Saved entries
>>

//! Post and revision endpoints.
//!
//! Every mutation only touches the in-memory graph; `POST /api/save` is the
//! one place edits reach storage.

use actix_web::{HttpResponse, web};
use uuid::Uuid;

use folio_core::domain::{AutosaveSnapshot, Post, PostId, PostKind, PostStatus};
use folio_infra::PostReport;
use folio_shared::ApiResponse;
use folio_shared::dto::{
    AutosaveRequest, AutosaveResponse, CreatePostRequest, PostDetailResponse, PostResponse,
    SaveResponse, StatusesResponse, UpdatePostRequest,
};

use crate::middleware::error::{AppError, AppResult};
use crate::state::AppState;

fn parse_status(status: Option<&str>) -> AppResult<Option<PostStatus>> {
    status
        .map(str::parse::<PostStatus>)
        .transpose()
        .map_err(|e| AppError::BadRequest(e.to_string()))
}

fn post_response(post: &Post) -> PostResponse {
    let fields = &post.fields;
    PostResponse {
        id: post.id.0,
        kind: fields.kind.as_str().to_string(),
        blog_id: fields.blog_id,
        title: fields.title.clone(),
        content: fields.content.clone(),
        excerpt: fields.excerpt.clone(),
        status: fields.status.to_string(),
        date_created: fields.date_created,
        date_modified: fields.date_modified,
        tags: fields.tags.clone(),
        categories: fields.categories.iter().cloned().collect(),
        featured_image: fields.featured_image.map(|m| m.0),
        display_image: fields.path_for_display_image.clone(),
        remote_post_id: fields.remote.post_id,
        original_id: post.original.map(Uuid::from),
        revision_id: post.revision.map(Uuid::from),
        autosave: post.autosave.as_ref().map(autosave_response),
    }
}

fn autosave_response(snapshot: &AutosaveSnapshot) -> AutosaveResponse {
    AutosaveResponse {
        title: snapshot.title.clone(),
        content: snapshot.content.clone(),
        excerpt: snapshot.excerpt.clone(),
        modified_date: snapshot.modified_date,
        identifier: snapshot.identifier,
    }
}

fn detail_response(report: PostReport) -> PostDetailResponse {
    PostDetailResponse {
        post: post_response(&report.post),
        latest_id: report.latest_id.0,
        has_local_changes: report.has_local_changes,
        has_remote_changes: report.has_remote_changes,
        has_unsaved_changes: report.has_unsaved_changes,
        has_site_specific_changes: report.has_site_specific_changes,
        can_save: report.can_save,
        has_failed_media: report.has_failed_media,
        has_photo: report.has_photo,
        has_video: report.has_video,
        was_auto_upload_cancelled: report.was_auto_upload_cancelled,
    }
}

/// POST /api/posts
pub async fn create_post(
    state: web::Data<AppState>,
    body: web::Json<CreatePostRequest>,
) -> AppResult<HttpResponse> {
    let request = body.into_inner();
    let kind = match request.kind.as_deref() {
        Some(kind) => kind
            .parse::<PostKind>()
            .map_err(|e| AppError::BadRequest(e.to_string()))?,
        None => PostKind::default(),
    };
    let status = parse_status(request.status.as_deref())?;

    let post = state
        .workspace
        .create_post(kind, request.blog_id, |fields| {
            fields.title = request.title;
            fields.content = request.content;
            fields.excerpt = request.excerpt;
            fields.date_created = request.date_created;
            fields.tags = request.tags;
            fields.categories = request.categories.into_iter().collect();
            if let Some(status) = status {
                fields.status = status;
            }
        })
        .await?;

    tracing::info!(post_id = %post.id, kind = kind.as_str(), "Post created");
    Ok(HttpResponse::Created().json(ApiResponse::ok(post_response(&post))))
}

/// GET /api/posts
pub async fn list_posts(state: web::Data<AppState>) -> HttpResponse {
    let posts: Vec<PostResponse> = state.workspace.list().await.iter().map(post_response).collect();
    HttpResponse::Ok().json(ApiResponse::ok(posts))
}

/// GET /api/posts/{id}
pub async fn get_post(state: web::Data<AppState>, path: web::Path<Uuid>) -> AppResult<HttpResponse> {
    let report = state.workspace.report(PostId(path.into_inner())).await?;
    Ok(HttpResponse::Ok().json(ApiResponse::ok(detail_response(report))))
}

/// PATCH /api/posts/{id}
///
/// Works on originals and revisions alike; editors normally patch the
/// `latest_id` of a post.
pub async fn update_post(
    state: web::Data<AppState>,
    path: web::Path<Uuid>,
    body: web::Json<UpdatePostRequest>,
) -> AppResult<HttpResponse> {
    let request = body.into_inner();
    let status = parse_status(request.status.as_deref())?;

    let post = state
        .workspace
        .edit(PostId(path.into_inner()), |fields| {
            if let Some(title) = request.title {
                fields.title = title;
            }
            if let Some(content) = request.content {
                fields.content = content;
            }
            if let Some(excerpt) = request.excerpt {
                fields.excerpt = excerpt;
            }
            if let Some(status) = status {
                fields.status = status;
            }
            if let Some(date) = request.date_created {
                fields.date_created = Some(date);
            }
            if let Some(tags) = request.tags {
                fields.tags = tags;
            }
            if let Some(categories) = request.categories {
                fields.categories = categories.into_iter().collect();
            }
            if let Some(image) = request.featured_image {
                fields.featured_image = Some(folio_core::domain::MediaId(image));
            }
        })
        .await?;

    Ok(HttpResponse::Ok().json(ApiResponse::ok(post_response(&post))))
}

/// DELETE /api/posts/{id}
pub async fn delete_post(state: web::Data<AppState>, path: web::Path<Uuid>) -> AppResult<HttpResponse> {
    state.workspace.remove(PostId(path.into_inner())).await?;
    Ok(HttpResponse::NoContent().finish())
}

/// POST /api/posts/{id}/revision
///
/// Returns the existing revision when there already is one.
pub async fn create_revision(
    state: web::Data<AppState>,
    path: web::Path<Uuid>,
) -> AppResult<HttpResponse> {
    let revision = state.workspace.create_revision(PostId(path.into_inner())).await?;
    Ok(HttpResponse::Created().json(ApiResponse::ok(post_response(&revision))))
}

/// DELETE /api/posts/{id}/revision
pub async fn delete_revision(
    state: web::Data<AppState>,
    path: web::Path<Uuid>,
) -> AppResult<HttpResponse> {
    state.workspace.delete_revision(PostId(path.into_inner())).await?;
    Ok(HttpResponse::NoContent().finish())
}

/// POST /api/posts/{id}/apply
///
/// `{id}` is the revision; the response is the updated original.
pub async fn apply_revision(
    state: web::Data<AppState>,
    path: web::Path<Uuid>,
) -> AppResult<HttpResponse> {
    let original = state.workspace.apply_revision(PostId(path.into_inner())).await?;
    Ok(HttpResponse::Ok().json(ApiResponse::ok(post_response(&original))))
}

/// POST /api/posts/{id}/autosave
pub async fn commit_autosave(
    state: web::Data<AppState>,
    path: web::Path<Uuid>,
    body: Option<web::Json<AutosaveRequest>>,
) -> AppResult<HttpResponse> {
    let identifier = body.and_then(|b| b.into_inner().identifier);
    let snapshot = state
        .workspace
        .commit_autosave(PostId(path.into_inner()), identifier)
        .await?;
    Ok(HttpResponse::Ok().json(ApiResponse::ok(autosave_response(&snapshot))))
}

/// GET /api/posts/{id}/statuses
pub async fn statuses(state: web::Data<AppState>, path: web::Path<Uuid>) -> AppResult<HttpResponse> {
    let report = state.workspace.report(PostId(path.into_inner())).await?;
    let response = StatusesResponse {
        stored: report.post.fields.status.to_string(),
        projected: report.projected_status.to_string(),
        publish_or_scheduled: report.publish_status.to_string(),
        is_scheduled: report.is_scheduled,
        editable: report
            .editable_statuses
            .iter()
            .map(ToString::to_string)
            .collect(),
    };
    Ok(HttpResponse::Ok().json(ApiResponse::ok(response)))
}

/// POST /api/save
pub async fn save(state: web::Data<AppState>) -> AppResult<HttpResponse> {
    let summary = state.workspace.save().await?;
    Ok(HttpResponse::Ok().json(ApiResponse::ok(SaveResponse {
        saved: summary.saved,
        removed: summary.removed,
    })))
}
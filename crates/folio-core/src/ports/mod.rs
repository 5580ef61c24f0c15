//! Ports - trait definitions for external collaborators.
//! These are the "interfaces" that infrastructure must implement.

mod clock;
mod content_scan;
mod media;
mod repository;

pub use clock::{Clock, FixedClock, SystemClock};
pub use content_scan::ContentScanner;
pub use media::MediaCatalog;
pub use repository::{BaseRepository, PostRepository};
//! Divergence detection - does a post hold work that is not on the server yet,
//! or has the server moved on without us?
//!
//! How a post kind compares local and remote state is a [`ChangeDetector`]
//! strategy registered per [`PostKind`] on the [`DivergenceEvaluator`].

use std::collections::HashMap;
use std::sync::Arc;

use super::graph::PostGraph;
use super::media::MediaUploadState;
use super::post::{Post, PostFields, PostKind};
use super::status::PostStatus;
use crate::error::DomainError;
use crate::legacy;
use crate::ports::MediaCatalog;
use crate::DomainResult;

/// Per-kind comparison of a post against its synced state.
pub trait ChangeDetector: Send + Sync {
    /// Local work that has not reached the server. `original` is set when
    /// `post` is a revision.
    fn has_local_changes(&self, post: &Post, original: Option<&Post>) -> bool;

    /// The server copy changed since the last local sync.
    fn has_remote_changes(&self, _post: &Post) -> bool {
        false
    }
}

/// Local changes iff never uploaded or modified after the last sync.
#[derive(Debug, Clone, Copy, Default)]
pub struct TimestampChangeDetector;

impl ChangeDetector for TimestampChangeDetector {
    fn has_local_changes(&self, post: &Post, _original: Option<&Post>) -> bool {
        if !post.has_remote() {
            return true;
        }
        match (post.fields.date_modified, post.fields.remote.synced_at) {
            (Some(modified), Some(synced)) => modified > synced,
            (_, None) => true,
            (None, Some(_)) => false,
        }
    }
}

/// Compares a revision's content fields with its original.
///
/// Touching a revision without changing anything does not count. Originals
/// fall back to the timestamp rule.
#[derive(Debug, Clone, Copy, Default)]
pub struct ContentDiffDetector;

impl ContentDiffDetector {
    fn content_differs(a: &PostFields, b: &PostFields) -> bool {
        a.title != b.title
            || a.content != b.content
            || a.excerpt != b.excerpt
            || a.status != b.status
            || a.date_created != b.date_created
            || a.tags != b.tags
            || a.categories != b.categories
            || a.media != b.media
            || a.featured_image != b.featured_image
    }
}

impl ChangeDetector for ContentDiffDetector {
    fn has_local_changes(&self, post: &Post, original: Option<&Post>) -> bool {
        match original {
            // a never-uploaded page is unsaved whatever its revision holds
            Some(original) => {
                !post.has_remote() || Self::content_differs(&post.fields, &original.fields)
            }
            None => TimestampChangeDetector.has_local_changes(post, None),
        }
    }
}

/// Adds remote change detection from server revision counters to another detector.
#[derive(Debug, Clone, Copy, Default)]
pub struct ServerRevisionDetector<D> {
    inner: D,
}

impl<D> ServerRevisionDetector<D> {
    pub fn new(inner: D) -> Self {
        Self { inner }
    }
}

impl<D: ChangeDetector> ChangeDetector for ServerRevisionDetector<D> {
    fn has_local_changes(&self, post: &Post, original: Option<&Post>) -> bool {
        self.inner.has_local_changes(post, original)
    }

    fn has_remote_changes(&self, post: &Post) -> bool {
        let remote = &post.fields.remote;
        match (remote.server_revision, remote.latest_known_revision()) {
            (Some(server), Some(known)) => server > known,
            (Some(_), None) => remote.has_remote(),
            (None, _) => self.inner.has_remote_changes(post),
        }
    }
}

/// Content validity rule consulted by [`DivergenceEvaluator::can_save`].
pub trait SavePolicy: Send + Sync {
    fn check(&self, post: &Post) -> Result<(), String>;
}

/// At least one of title, content or excerpt must be non-blank.
#[derive(Debug, Clone, Copy, Default)]
pub struct NonBlankPolicy;

impl SavePolicy for NonBlankPolicy {
    fn check(&self, post: &Post) -> Result<(), String> {
        let fields = &post.fields;
        let has_text = [&fields.title, &fields.content, &fields.excerpt]
            .iter()
            .any(|s| !s.trim().is_empty());
        if has_text {
            Ok(())
        } else {
            Err("post has no title, content or excerpt".to_string())
        }
    }
}

/// Answers "is there unsaved work?" for any post in a graph.
#[derive(Clone)]
pub struct DivergenceEvaluator {
    detectors: HashMap<PostKind, Arc<dyn ChangeDetector>>,
    fallback: Arc<dyn ChangeDetector>,
    save_policy: Arc<dyn SavePolicy>,
}

impl Default for DivergenceEvaluator {
    fn default() -> Self {
        Self::new()
    }
}

impl DivergenceEvaluator {
    /// Posts compare timestamps, pages diff content. Both track server revisions.
    pub fn new() -> Self {
        let mut detectors: HashMap<PostKind, Arc<dyn ChangeDetector>> = HashMap::new();
        detectors.insert(
            PostKind::Post,
            Arc::new(ServerRevisionDetector::new(TimestampChangeDetector)),
        );
        detectors.insert(
            PostKind::Page,
            Arc::new(ServerRevisionDetector::new(ContentDiffDetector)),
        );
        Self {
            detectors,
            fallback: Arc::new(TimestampChangeDetector),
            save_policy: Arc::new(NonBlankPolicy),
        }
    }

    pub fn with_detector(mut self, kind: PostKind, detector: Arc<dyn ChangeDetector>) -> Self {
        self.detectors.insert(kind, detector);
        self
    }

    pub fn with_save_policy(mut self, policy: Arc<dyn SavePolicy>) -> Self {
        self.save_policy = policy;
        self
    }

    fn detector(&self, kind: PostKind) -> &dyn ChangeDetector {
        self.detectors
            .get(&kind)
            .unwrap_or(&self.fallback)
            .as_ref()
    }

    pub fn has_local_changes(&self, graph: &PostGraph, post: &Post) -> bool {
        let original = post.original.and_then(|id| graph.get(id));
        self.detector(post.fields.kind).has_local_changes(post, original)
    }

    pub fn has_remote_changes(&self, post: &Post) -> bool {
        self.detector(post.fields.kind).has_remote_changes(post)
    }

    /// Local or remote divergence. Consult this before leaving an editor
    /// or discarding a revision.
    pub fn has_unsaved_changes(&self, graph: &PostGraph, post: &Post) -> bool {
        self.has_local_changes(graph, post) || self.has_remote_changes(post)
    }

    pub fn can_save(&self, post: &Post) -> bool {
        self.validate_for_save(post).is_ok()
    }

    pub fn validate_for_save(&self, post: &Post) -> DomainResult<()> {
        if post.fields.status == PostStatus::Trashed {
            return Err(DomainError::ValidationFailed(format!(
                "post {} is trashed",
                post.id
            )));
        }
        self.save_policy
            .check(post)
            .map_err(DomainError::ValidationFailed)
    }

    /// Any owned media whose upload failed permanently.
    pub fn has_failed_media(&self, post: &Post, catalog: &dyn MediaCatalog) -> bool {
        post.fields
            .media
            .iter()
            .filter_map(|id| catalog.get(*id))
            .any(|info| info.upload_state == MediaUploadState::Failed)
    }

    /// Status or featured image differ from the original. These changes
    /// are settings rather than content.
    pub fn has_site_specific_changes(&self, graph: &PostGraph, post: &Post) -> bool {
        match post.original.and_then(|id| graph.get(id)) {
            Some(original) => {
                post.fields.status != original.fields.status
                    || post.fields.featured_image != original.fields.featured_image
            }
            None => false,
        }
    }

    /// Deprecated: read upload state from the upload coordinator instead.
    pub fn has_never_attempted_to_upload(&self, post: &Post) -> bool {
        legacy::has_never_attempted_to_upload(post)
    }
}

#[cfg(test)]
mod tests {
    use super::*;
    use crate::domain::media::{MediaId, MediaInfo, MediaKind};
    use chrono::{Duration, Utc};
    use uuid::Uuid;

    fn synced_post(kind: PostKind) -> Post {
        let now = Utc::now();
        let mut post = Post::new_local(kind, Uuid::new_v4(), now);
        post.fields.title = "Title".to_string();
        post.mark_synced(101, Some(7), now);
        post
    }

    struct FailedCatalog(MediaId);

    impl MediaCatalog for FailedCatalog {
        fn get(&self, id: MediaId) -> Option<MediaInfo> {
            (id == self.0).then_some(MediaInfo {
                id,
                kind: MediaKind::Image,
                upload_state: MediaUploadState::Failed,
            })
        }
    }

    #[test]
    fn test_freshly_synced_post_has_no_unsaved_changes() {
        let evaluator = DivergenceEvaluator::new();
        let mut graph = PostGraph::default();
        let id = graph.insert(synced_post(PostKind::Post));

        let post = graph.get(id).unwrap();
        assert!(!evaluator.has_unsaved_changes(&graph, post));

        graph
            .edit(id, Utc::now() + Duration::seconds(1), |f| {
                f.title = "Edited".to_string()
            })
            .unwrap();
        let post = graph.get(id).unwrap();
        assert!(evaluator.has_local_changes(&graph, post));
        assert!(evaluator.has_unsaved_changes(&graph, post));
    }

    #[test]
    fn test_never_uploaded_post_has_local_changes() {
        let evaluator = DivergenceEvaluator::new();
        let mut graph = PostGraph::default();
        let id = graph.insert(Post::new_local(PostKind::Post, Uuid::nil(), Utc::now()));
        assert!(evaluator.has_local_changes(&graph, graph.get(id).unwrap()));
    }

    #[test]
    fn test_remote_changes_from_server_revision() {
        let evaluator = DivergenceEvaluator::new();
        let graph = PostGraph::default();
        let mut post = synced_post(PostKind::Post);
        assert!(!evaluator.has_remote_changes(&post));

        post.fields.remote.server_revision = Some(9);
        assert!(evaluator.has_remote_changes(&post));
        assert!(evaluator.has_unsaved_changes(&graph, &post));
    }

    #[test]
    fn test_base_detector_never_reports_remote_changes() {
        let mut post = synced_post(PostKind::Post);
        post.fields.remote.server_revision = Some(99);
        assert!(!TimestampChangeDetector.has_remote_changes(&post));
    }

    #[test]
    fn test_page_revision_diffs_content() {
        let evaluator = DivergenceEvaluator::new();
        let mut graph = PostGraph::default();
        let id = graph.insert(synced_post(PostKind::Page));
        let revision_id = graph.create_revision(id).unwrap();

        // touched, but identical content
        graph
            .edit(revision_id, Utc::now() + Duration::seconds(5), |_| {})
            .unwrap();
        assert!(!evaluator.has_local_changes(&graph, graph.get(revision_id).unwrap()));

        graph
            .edit(revision_id, Utc::now() + Duration::seconds(6), |f| {
                f.content = "new body".to_string()
            })
            .unwrap();
        assert!(evaluator.has_local_changes(&graph, graph.get(revision_id).unwrap()));
    }

    #[test]
    fn test_unsynced_page_revision_has_local_changes() {
        let evaluator = DivergenceEvaluator::new();
        let mut graph = PostGraph::default();
        let mut page = Post::new_local(PostKind::Page, Uuid::nil(), Utc::now());
        page.fields.title = "Local page".to_string();
        let id = graph.insert(page);
        let revision_id = graph.create_revision(id).unwrap();

        assert!(evaluator.has_local_changes(&graph, graph.get(revision_id).unwrap()));
    }

    #[test]
    fn test_custom_detector_overrides_kind() {
        struct Never;
        impl ChangeDetector for Never {
            fn has_local_changes(&self, _: &Post, _: Option<&Post>) -> bool {
                false
            }
        }

        let evaluator = DivergenceEvaluator::new().with_detector(PostKind::Post, Arc::new(Never));
        let mut graph = PostGraph::default();
        let id = graph.insert(Post::new_local(PostKind::Post, Uuid::nil(), Utc::now()));
        assert!(!evaluator.has_unsaved_changes(&graph, graph.get(id).unwrap()));
    }

    #[test]
    fn test_can_save() {
        let evaluator = DivergenceEvaluator::new();
        let mut post = Post::new_local(PostKind::Post, Uuid::nil(), Utc::now());
        assert!(!evaluator.can_save(&post));

        post.fields.content = "  body ".to_string();
        assert!(evaluator.can_save(&post));

        post.fields.status = PostStatus::Trashed;
        assert!(matches!(
            evaluator.validate_for_save(&post),
            Err(DomainError::ValidationFailed(_))
        ));
    }

    #[test]
    fn test_has_failed_media() {
        let evaluator = DivergenceEvaluator::new();
        let failed = MediaId(Uuid::new_v4());
        let catalog = FailedCatalog(failed);
        let mut post = Post::new_local(PostKind::Post, Uuid::nil(), Utc::now());
        post.fields.media.insert(MediaId(Uuid::new_v4()));
        assert!(!evaluator.has_failed_media(&post, &catalog));

        post.fields.media.insert(failed);
        assert!(evaluator.has_failed_media(&post, &catalog));
    }

    #[test]
    fn test_site_specific_changes() {
        let evaluator = DivergenceEvaluator::new();
        let mut graph = PostGraph::default();
        let id = graph.insert(synced_post(PostKind::Post));
        let revision_id = graph.create_revision(id).unwrap();
        assert!(!evaluator.has_site_specific_changes(&graph, graph.get(revision_id).unwrap()));

        graph
            .edit(revision_id, Utc::now(), |f| f.status = PostStatus::Pending)
            .unwrap();
        assert!(evaluator.has_site_specific_changes(&graph, graph.get(revision_id).unwrap()));
        assert!(!evaluator.has_site_specific_changes(&graph, graph.get(id).unwrap()));
    }
}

<<

Copy out the lines of the records above in which the string "without" appears.

//! or has the server moved on without us?
/// Touching a revision without changing anything does not count. Originals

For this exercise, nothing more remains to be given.